//! Source locations for nodes of a parsed document

use std::collections::HashMap;

use armlint_core::{JsonPath, Position, Range};

/// Maps character offsets to 1-based line/column positions.
#[derive(Debug, Clone)]
pub(crate) struct LineIndex {
    /// Character offset at which each line starts
    line_starts: Vec<usize>,
    char_count: usize,
}

impl LineIndex {
    pub(crate) fn new(text: &str) -> Self {
        let mut line_starts = vec![0];
        let mut char_count = 0;
        for c in text.chars() {
            char_count += 1;
            if c == '\n' {
                line_starts.push(char_count);
            }
        }
        Self {
            line_starts,
            char_count,
        }
    }

    pub(crate) fn position(&self, offset: usize) -> Position {
        let offset = offset.min(self.char_count);
        let line = match self.line_starts.binary_search(&offset) {
            Ok(exact) => exact,
            Err(insert_at) => insert_at - 1,
        };
        Position::new(line + 1, offset - self.line_starts[line] + 1)
    }
}

/// Start/end ranges of every node in a document, keyed by abstract path.
#[derive(Debug, Clone, Default)]
pub struct LocationIndex {
    ranges: HashMap<JsonPath, Range>,
}

impl LocationIndex {
    pub(crate) fn insert(&mut self, path: JsonPath, range: Range) {
        self.ranges.insert(path, range);
    }

    /// Exact range of the node at `path`, if one was recorded.
    pub fn get(&self, path: &JsonPath) -> Option<Range> {
        self.ranges.get(path).copied()
    }

    /// Range of the node at `path`, or of its nearest recorded ancestor.
    ///
    /// The path is shortened from the tail until a node is found, so a
    /// finding on a missing leaf still lands on the object that should have
    /// contained it.
    pub fn locate(&self, path: &JsonPath) -> Range {
        for len in (0..=path.len()).rev() {
            if let Some(range) = self.ranges.get(&path.truncated(len)) {
                return *range;
            }
        }
        Range::point(Position::new(1, 1))
    }

    pub fn len(&self) -> usize {
        self.ranges.len()
    }

    pub fn is_empty(&self) -> bool {
        self.ranges.is_empty()
    }
}
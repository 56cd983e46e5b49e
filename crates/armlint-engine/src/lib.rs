//! Rule engine for armlint
//!
//! Runs a [`RuleSet`] over documents loaded by `armlint-parser` and turns
//! the findings into located [`Message`](armlint_core::Message)s. The
//! [`lint`] function drives a whole pass; the pieces are public for callers
//! that want to assemble their own.

pub mod config;
pub mod engine;
pub mod error;
pub mod formatter;
pub mod lint;
pub mod projector;
pub mod rule;
pub mod rules;
pub mod ruleset;
pub mod selector;

pub use config::{LintConfig, CONFIG_ENV};
pub use engine::{Phase, RuleEngine, RULE_EXECUTION_FAILED};
pub use error::{ConfigError, EngineError, RuleError};
pub use formatter::{Formatter, FATAL_ERROR};
pub use lint::{lint, LintOptions};
pub use projector::{CollectionApiInfo, OperationSite, SchemaProjector};
pub use rule::{
    DeclarativeInput, LegacyInput, MergeState, RuleBody, RuleContext, RuleDescriptor, RuleResult,
    Violation,
};
pub use rules::builtin_rules;
pub use ruleset::RuleSet;
pub use selector::Selector;
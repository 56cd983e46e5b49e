//! Turns findings into located messages

use armlint_core::{Finding, Message, Position, Range, Severity, SpecPath};
use armlint_parser::{DocumentInventory, ParserError};

use crate::error::EngineError;

/// Rule code of the message emitted for a document that could not be loaded.
pub const FATAL_ERROR: &str = "FatalError";

pub struct Formatter<'a> {
    inventory: &'a DocumentInventory,
}

impl<'a> Formatter<'a> {
    pub fn new(inventory: &'a DocumentInventory) -> Self {
        Self { inventory }
    }

    /// Locate `finding` in the text of its source document. A path that
    /// doesn't exist in the text lands on its nearest existing ancestor.
    pub fn format(&self, finding: &Finding) -> Result<Message, EngineError> {
        let document = self
            .inventory
            .get(&finding.source)
            .ok_or_else(|| EngineError::DocumentNotLoaded(finding.source.to_string()))?;

        Ok(Message {
            severity: finding.severity,
            rule_code: finding.rule_id.clone(),
            rule_name: finding.rule_name.clone(),
            message: finding.message.clone(),
            category: finding.category.clone(),
            json_path: finding.path.to_string(),
            source_document: finding.source.to_string(),
            range: document.locate(&finding.path),
        })
    }

    pub fn format_all(&self, findings: &[Finding]) -> Result<Vec<Message>, EngineError> {
        findings.iter().map(|f| self.format(f)).collect()
    }

    /// The single message reported for a document that failed to load.
    pub fn fatal(path: &SpecPath, error: &ParserError) -> Message {
        let at = error.position().unwrap_or(Position::new(1, 1));
        Message {
            severity: Severity::Fatal,
            rule_code: FATAL_ERROR.to_string(),
            rule_name: FATAL_ERROR.to_string(),
            message: error.to_string(),
            category: "Internal".to_string(),
            json_path: "$".to_string(),
            source_document: path.to_string(),
            range: Range::point(at),
        }
    }
}
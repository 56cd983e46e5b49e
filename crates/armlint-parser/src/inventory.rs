//! Shared cache of parsed documents and the references between them

use std::collections::BTreeSet;
use std::sync::atomic::{AtomicBool, AtomicUsize, Ordering};
use std::sync::{Arc, PoisonError, RwLock, RwLockReadGuard, RwLockWriteGuard};

use armlint_core::SpecPath;
use dashmap::DashMap;
use futures::future::{join_all, BoxFuture};
use futures::FutureExt;
use serde_json::Value;
use tokio::sync::OnceCell;
use tracing::{debug, debug_span, warn, Instrument};

use crate::dependency_graph::DependencyGraph;
use crate::document::ParsedDocument;
use crate::error::ParserError;
use crate::fs::FileSystem;

/// One cache slot. The cell is where concurrent loads of the same document
/// meet; `expanded` makes sure its references are followed only once.
#[derive(Default)]
struct Entry {
    cell: OnceCell<Arc<ParsedDocument>>,
    expanded: AtomicBool,
}

/// A `$ref` resolved to a node inside a loaded document.
#[derive(Debug, Clone)]
pub struct ResolvedRef {
    pub document: Arc<ParsedDocument>,
    pub pointer: String,
}

impl ResolvedRef {
    pub fn value(&self) -> &Value {
        // presence is checked when the ref is resolved
        self.document.pointer(&self.pointer).unwrap_or(&Value::Null)
    }
}

/// Loads documents through a [`FileSystem`], follows their references, and
/// keeps every document it has seen. Each document is parsed at most once per
/// inventory, no matter how many loads ask for it.
pub struct DocumentInventory {
    file_system: Arc<dyn FileSystem>,
    entries: DashMap<SpecPath, Arc<Entry>>,
    graph: RwLock<DependencyGraph>,
    parse_count: AtomicUsize,
}

impl DocumentInventory {
    pub fn new(file_system: Arc<dyn FileSystem>) -> Self {
        Self {
            file_system,
            entries: DashMap::new(),
            graph: RwLock::new(DependencyGraph::new()),
            parse_count: AtomicUsize::new(0),
        }
    }

    /// Load `path` and, transitively, every document it references.
    ///
    /// Returns the cached document when it is already loaded. A document that
    /// fails to load while being followed as a reference is logged and
    /// skipped; only a failure of `path` itself is returned.
    pub fn load_document<'a>(
        &'a self,
        path: &'a SpecPath,
    ) -> BoxFuture<'a, Result<Arc<ParsedDocument>, ParserError>> {
        let span = debug_span!("load_document", path = %path);
        async move {
            let entry = self
                .entries
                .entry(path.clone())
                .or_insert_with(|| Arc::new(Entry::default()))
                .clone();

            let document = entry
                .cell
                .get_or_try_init(|| self.parse(path))
                .await?
                .clone();

            if !entry.expanded.swap(true, Ordering::SeqCst) {
                self.follow_references(&document).await;
            }

            Ok(document)
        }
        .instrument(span)
        .boxed()
    }

    /// Load several documents concurrently.
    pub async fn load_all(
        &self,
        paths: &[SpecPath],
    ) -> Vec<Result<Arc<ParsedDocument>, ParserError>> {
        join_all(paths.iter().map(|path| self.load_document(path))).await
    }

    async fn parse(&self, path: &SpecPath) -> Result<Arc<ParsedDocument>, ParserError> {
        let text = self
            .file_system
            .read(path)
            .await
            .map_err(|e| e.in_document(path.as_str()))?;
        let document = ParsedDocument::parse(path.clone(), text)?;
        self.parse_count.fetch_add(1, Ordering::SeqCst);
        debug!(
            "Parsed {} ({} references)",
            path,
            document.references().len()
        );
        Ok(Arc::new(document))
    }

    async fn follow_references(&self, document: &ParsedDocument) {
        {
            let mut graph = self.graph_mut();
            graph.add_document(document.path());
            for target in document.references() {
                graph.add_reference(document.path(), target);
            }
        }

        let targets: Vec<&SpecPath> = document.references().iter().collect();
        let results = join_all(targets.iter().map(|target| self.load_document(target))).await;

        for (target, result) in targets.into_iter().zip(results) {
            if let Err(err) = result {
                warn!(
                    "Could not load {} referenced from {}: {}",
                    target,
                    document.path(),
                    err
                );
            }
        }
    }

    /// An already loaded document.
    pub fn get(&self, path: &SpecPath) -> Option<Arc<ParsedDocument>> {
        self.entries
            .get(path)
            .and_then(|entry| entry.cell.get().cloned())
    }

    /// Every loaded document, ordered by path.
    pub fn documents(&self) -> Vec<Arc<ParsedDocument>> {
        let mut documents: Vec<Arc<ParsedDocument>> = self
            .entries
            .iter()
            .filter_map(|entry| entry.value().cell.get().cloned())
            .collect();
        documents.sort_by(|a, b| a.path().cmp(b.path()));
        documents
    }

    /// Documents that reference `path` directly.
    pub fn references_of(&self, path: &SpecPath) -> BTreeSet<SpecPath> {
        self.graph().references_of(path)
    }

    /// Documents `path` references directly.
    pub fn dependencies_of(&self, path: &SpecPath) -> BTreeSet<SpecPath> {
        self.graph().dependencies_of(path)
    }

    pub fn transitive_dependencies(&self, path: &SpecPath) -> BTreeSet<SpecPath> {
        self.graph().transitive_dependencies(path)
    }

    /// Groups of documents whose references form a loop.
    pub fn reference_cycles(&self) -> Vec<Vec<SpecPath>> {
        self.graph().detect_cycles()
    }

    /// How many documents have actually been parsed.
    pub fn parse_count(&self) -> usize {
        self.parse_count.load(Ordering::SeqCst)
    }

    /// Resolve a `$ref` found in `from`: either local (`#/definitions/X`) or
    /// absolute (`/specs/other.json#/definitions/X`). `None` when the target
    /// document is not loaded or the pointer names nothing.
    pub fn resolve_pointer(&self, from: &SpecPath, reference: &str) -> Option<ResolvedRef> {
        let (file, pointer) = reference.split_once('#').unwrap_or((reference, ""));

        let document = if file.is_empty() {
            self.get(from)?
        } else {
            let target = from.join(file).ok()?;
            self.get(&target)?
        };

        document.pointer(pointer)?;
        Some(ResolvedRef {
            document,
            pointer: pointer.to_string(),
        })
    }

    fn graph(&self) -> RwLockReadGuard<'_, DependencyGraph> {
        self.graph.read().unwrap_or_else(PoisonError::into_inner)
    }

    fn graph_mut(&self) -> RwLockWriteGuard<'_, DependencyGraph> {
        self.graph.write().unwrap_or_else(PoisonError::into_inner)
    }
}
//! Library interface for the armlint command line

use std::path::{Path, PathBuf};
use std::sync::Arc;

use anyhow::{Context, Result};
use armlint_core::{Message, Severity, SpecKinds, SpecPath};
use armlint_engine::{builtin_rules, lint, LintConfig, LintOptions};
use armlint_parser::HttpFileSystem;
use clap::ValueEnum;
use tracing::{debug, info};

#[derive(Debug, Clone, Copy, PartialEq, Eq, ValueEnum)]
pub enum OutputFormat {
    /// One line per message
    Text,
    /// The message list as a JSON array
    Json,
}

/// Lowest severity that makes a run fail.
#[derive(Debug, Clone, Copy, PartialEq, Eq, ValueEnum)]
pub enum FailOn {
    Error,
    Warning,
}

impl FailOn {
    pub fn threshold(self) -> Severity {
        match self {
            FailOn::Error => Severity::Error,
            FailOn::Warning => Severity::Warning,
        }
    }
}

/// What to lint and how, as given on the command line.
#[derive(Debug, Clone, Default)]
pub struct LintRequest {
    pub files: Vec<String>,
    /// Overrides the kind from the config file
    pub kind: Option<SpecKinds>,
    pub config: Option<PathBuf>,
}

pub fn load_config(path: Option<&Path>) -> Result<LintConfig> {
    match path {
        Some(path) => LintConfig::load(path)
            .with_context(|| format!("Failed to load config {}", path.display())),
        None => Ok(LintConfig::default()),
    }
}

/// Turn command-line spellings into document paths. URLs and absolute
/// paths are taken as given; anything else is relative to `cwd`.
pub fn spec_paths(files: &[String], cwd: &Path) -> Result<Vec<SpecPath>> {
    files
        .iter()
        .map(|file| {
            let given = SpecPath::new(file)
                .with_context(|| format!("Invalid document path: {}", file))?;
            let is_uri = file.contains("://") || given.is_remote();
            if is_uri || Path::new(file).is_absolute() {
                Ok(given)
            } else {
                SpecPath::from_fs(Path::new(file), cwd)
                    .with_context(|| format!("Invalid document path: {}", file))
            }
        })
        .collect()
}

pub async fn run_lint(request: &LintRequest) -> Result<Vec<Message>> {
    let config = load_config(request.config.as_deref())?;
    let rules = config.apply(builtin_rules()?)?;
    let kind = match request.kind {
        Some(kind) => kind,
        None => config.spec_kind()?.unwrap_or_default(),
    };

    let mut options = LintOptions::new(rules)
        .with_spec_kind(kind)
        .with_file_system(Arc::new(HttpFileSystem::new()));
    if let Some(depth) = config.compose_depth {
        options = options.with_compose_depth(depth);
    }

    let cwd = std::env::current_dir()?;
    let paths = spec_paths(&request.files, &cwd)?;
    debug!("Linting {} documents as {}", paths.len(), kind);

    let messages = lint(&paths, &options).await.context("Lint run failed")?;
    info!("{} messages", messages.len());
    Ok(messages)
}

pub fn render(messages: &[Message], format: OutputFormat) -> Result<String> {
    match format {
        OutputFormat::Json => Ok(serde_json::to_string_pretty(messages)?),
        OutputFormat::Text => {
            if messages.is_empty() {
                return Ok("No problems found".to_string());
            }
            let mut lines: Vec<String> = messages.iter().map(ToString::to_string).collect();
            let errors = messages
                .iter()
                .filter(|m| m.severity.at_least(Severity::Error))
                .count();
            lines.push(format!(
                "{} problems ({} errors, {} warnings or less)",
                messages.len(),
                errors,
                messages.len() - errors
            ));
            Ok(lines.join("\n"))
        }
    }
}

/// True when any message is at least as severe as `fail_on`.
pub fn exceeds(messages: &[Message], fail_on: FailOn) -> bool {
    let threshold = fail_on.threshold();
    messages.iter().any(|m| m.severity.at_least(threshold))
}

/// Table of the built-in rules, optionally limited to one kind.
pub fn describe_rules(kind: Option<SpecKinds>) -> Result<String> {
    let rules = builtin_rules()?;
    let rules = match kind {
        Some(kind) => rules.filter_kinds(kind),
        None => rules,
    };

    let mut rules: Vec<_> = rules.iter().collect();
    rules.sort_by(|a, b| a.id.cmp(&b.id));

    Ok(rules
        .into_iter()
        .map(|rule| {
            format!(
                "{} {} [{}] ({}; {}) {}",
                rule.id, rule.name, rule.severity, rule.kinds, rule.merge_state, rule.description
            )
        })
        .collect::<Vec<_>>()
        .join("\n"))
}

#[cfg(test)]
mod tests {
    use super::*;
    use armlint_core::{Position, Range};

    fn message(severity: Severity) -> Message {
        Message {
            severity,
            rule_code: "R4003".to_string(),
            rule_name: "OperationIdNounVerb".to_string(),
            message: "bad id".to_string(),
            category: "SDKViolation".to_string(),
            json_path: "$.paths['/a'].get.operationId".to_string(),
            source_document: "/specs/a.json".to_string(),
            range: Range::point(Position::new(4, 7)),
        }
    }

    #[test]
    fn test_exceeds() {
        let warnings = vec![message(Severity::Warning)];
        assert!(!exceeds(&warnings, FailOn::Error));
        assert!(exceeds(&warnings, FailOn::Warning));
        assert!(exceeds(&[message(Severity::Fatal)], FailOn::Error));
        assert!(!exceeds(&[], FailOn::Warning));
    }

    #[test]
    fn test_render_text() {
        let text = render(&[message(Severity::Warning)], OutputFormat::Text).unwrap();
        assert!(text.starts_with("/specs/a.json:4:7 warning R4003 (OperationIdNounVerb): bad id"));
        assert_eq!(render(&[], OutputFormat::Text).unwrap(), "No problems found");
    }

    #[test]
    fn test_render_json() {
        let json = render(&[message(Severity::Error)], OutputFormat::Json).unwrap();
        let value: serde_json::Value = serde_json::from_str(&json).unwrap();
        assert_eq!(value[0]["ruleCode"], "R4003");
        assert_eq!(value[0]["range"]["start"]["line"], 4);
    }

    #[test]
    fn test_spec_paths() {
        let cwd = Path::new("/work");
        let paths = spec_paths(
            &[
                "specs/a.json".to_string(),
                "/abs/b.json".to_string(),
                "https://example.com/c.json".to_string(),
            ],
            cwd,
        )
        .unwrap();
        assert_eq!(paths[0].as_str(), "/work/specs/a.json");
        assert_eq!(paths[1].as_str(), "/abs/b.json");
        assert!(paths[2].is_remote());
    }

    #[test]
    fn test_describe_rules_by_kind() {
        let all = describe_rules(None).unwrap();
        assert_eq!(all.lines().count(), 6);
        assert!(all.lines().next().unwrap().starts_with("R4001 PutResponseSchemaMatchesGet"));

        let data_plane = describe_rules(Some(SpecKinds::DATA_PLANE)).unwrap();
        assert_eq!(data_plane.lines().count(), 3);
        assert!(!data_plane.contains("R4005"));
    }
}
_ _ _ _ _
◆ ACTIVITY:
Restate the data verbatim through the "for c in text.chars()" line.

◆ SOLVED EXERCISE:
//! Source locations for nodes of a parsed document

use std::collections::HashMap;

use armlint_core::{JsonPath, Position, Range};

/// Maps character offsets to 1-based line/column positions.
#[derive(Debug, Clone)]
pub(crate) struct LineIndex {
    /// Character offset at which each line starts
    line_starts: Vec<usize>,
    char_count: usize,
}

impl LineIndex {
    pub(crate) fn new(text: &str) -> Self {
        let mut line_starts = vec![0];
        let mut char_count = 0;
        for c in text.chars() {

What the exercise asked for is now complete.